You will receive a home visit within nine days in which eligibility is confirmed, and you will learn of other services the agency provides. For example, we also have a shopping program for homebound people 60 and older. People of all income levels are eligible for Meals on Wheels.
We are doing everything we can to avoid instituting a waiting list. We are cutting costs and asking for more donations to offset the cuts made by the federal government. We need to raise $250,000 this year just to support Meals on Wheels.

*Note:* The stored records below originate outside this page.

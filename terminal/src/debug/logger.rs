//! File-based logging initialization

use super::config::{DebugConfig, DEFAULT_LOG_FILTER};
use std::fs;
use tracing_subscriber::{fmt, layer::SubscriberExt, util::SubscriberInitExt, EnvFilter};

/// Initialize the logging system
///
/// Sets up:
/// - Daily-rotated log file in `logs/aetheris.log` (non-blocking writes)
/// - Compact stderr output
/// - Panic hook that records location and message
///
/// Returns the resolved configuration so the caller can honor `show_debug_ui`.
pub fn init() -> DebugConfig {
    let config = DebugConfig::from_env();
    init_with(&config);
    config
}

/// Install the subscriber for an already resolved configuration
pub fn init_with(config: &DebugConfig) {
    let env_filter = EnvFilter::try_from_default_env()
        .or_else(|_| EnvFilter::try_new(&config.log_level))
        .unwrap_or_else(|_| EnvFilter::new(DEFAULT_LOG_FILTER));

    if let Err(e) = fs::create_dir_all(&config.log_dir) {
        eprintln!("Warning: Failed to create log directory: {}", e);
        let stderr_layer = fmt::layer()
            .compact()
            .with_target(false)
            .with_writer(std::io::stderr);
        let _ = tracing_subscriber::registry()
            .with(env_filter)
            .with(stderr_layer)
            .try_init();
        setup_panic_hook();
        return;
    }

    let file_appender = tracing_appender::rolling::daily(&config.log_dir, &config.log_file_name);
    let (non_blocking, guard) = tracing_appender::non_blocking(file_appender);

    let file_layer = fmt::layer()
        .with_writer(non_blocking)
        .with_target(true)
        .with_thread_ids(true)
        .with_file(true)
        .with_line_number(true)
        .with_ansi(false);

    let stderr_layer = fmt::layer()
        .compact()
        .with_target(false)
        .with_writer(std::io::stderr);

    if tracing_subscriber::registry()
        .with(env_filter)
        .with(file_layer)
        .with(stderr_layer)
        .try_init()
        .is_err()
    {
        eprintln!("Warning: A global tracing subscriber was already installed");
    }

    tracing::info!(
        log_file = %config.log_file().display(),
        log_level = %config.log_level,
        debug_ui = config.show_debug_ui,
        "Logging initialized"
    );

    setup_panic_hook();

    // Keep the writer guard alive for the lifetime of the program
    std::mem::forget(guard);
}

/// Set up panic hook to log panics with location and message
fn setup_panic_hook() {
    let default_panic = std::panic::take_hook();
    std::panic::set_hook(Box::new(move |panic_info| {
        let location = panic_info
            .location()
            .map(|l| format!("{}:{}:{}", l.file(), l.line(), l.column()))
            .unwrap_or_else(|| "unknown location".to_string());

        let message = if let Some(s) = panic_info.payload().downcast_ref::<&str>() {
            s.to_string()
        } else if let Some(s) = panic_info.payload().downcast_ref::<String>() {
            s.clone()
        } else {
            "unknown panic message".to_string()
        };

        tracing::error!(location = %location, message = %message, "Application panic");

        default_panic(panic_info);
    }));
}

#[cfg(test)]
mod tests {
    use super::*;

    #[test]
    fn test_init_creates_log_dir() {
        let dir = std::env::temp_dir().join(format!("aetheris-logs-{}", std::process::id()));
        let _ = fs::remove_dir_all(&dir);
        let config = DebugConfig {
            log_dir: dir.clone(),
            ..DebugConfig::default()
        };

        init_with(&config);
        assert!(dir.is_dir());

        // A second install keeps the first subscriber and does not panic
        init_with(&config);
        tracing::info!("logger test line");

        let _ = fs::remove_dir_all(&dir);
    }
}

Please, if you need Meals on Wheels, don't hesitate to call us at 1-800-400-6325.
Laurence W. Gross
executive director, Southern Maine Agency on Aging
Teens' booze, pot suppliers should be penalized as well
In regards to the Falmouth parents who were accused of letting teenagers drink on their property at a party that went out of control:
In my opinion, the parents of the kids who supplied the alcohol and/or marijuana to the party should also pay restitution. Those kids are getting it from somewhere, and if they bring it and distribute it, their parents should be held accountable for their own kids' actions.
The Falmouth parents had good intentions. They wanted the kids to have fun. They did not authorize the alcohol or marijuana, so why punish just them? They wanted the kids to be safe, but as we all know, kids are very sneaky.
Get the names of those distributing the goods and fine the parents of those kids, that's the fair way.
It may make more parents responsible in the long run knowing they, too, may receive a fine if their kids possess alcohol and/or marijuana and distribute at parties. Those other parents are just as responsible in my eyes.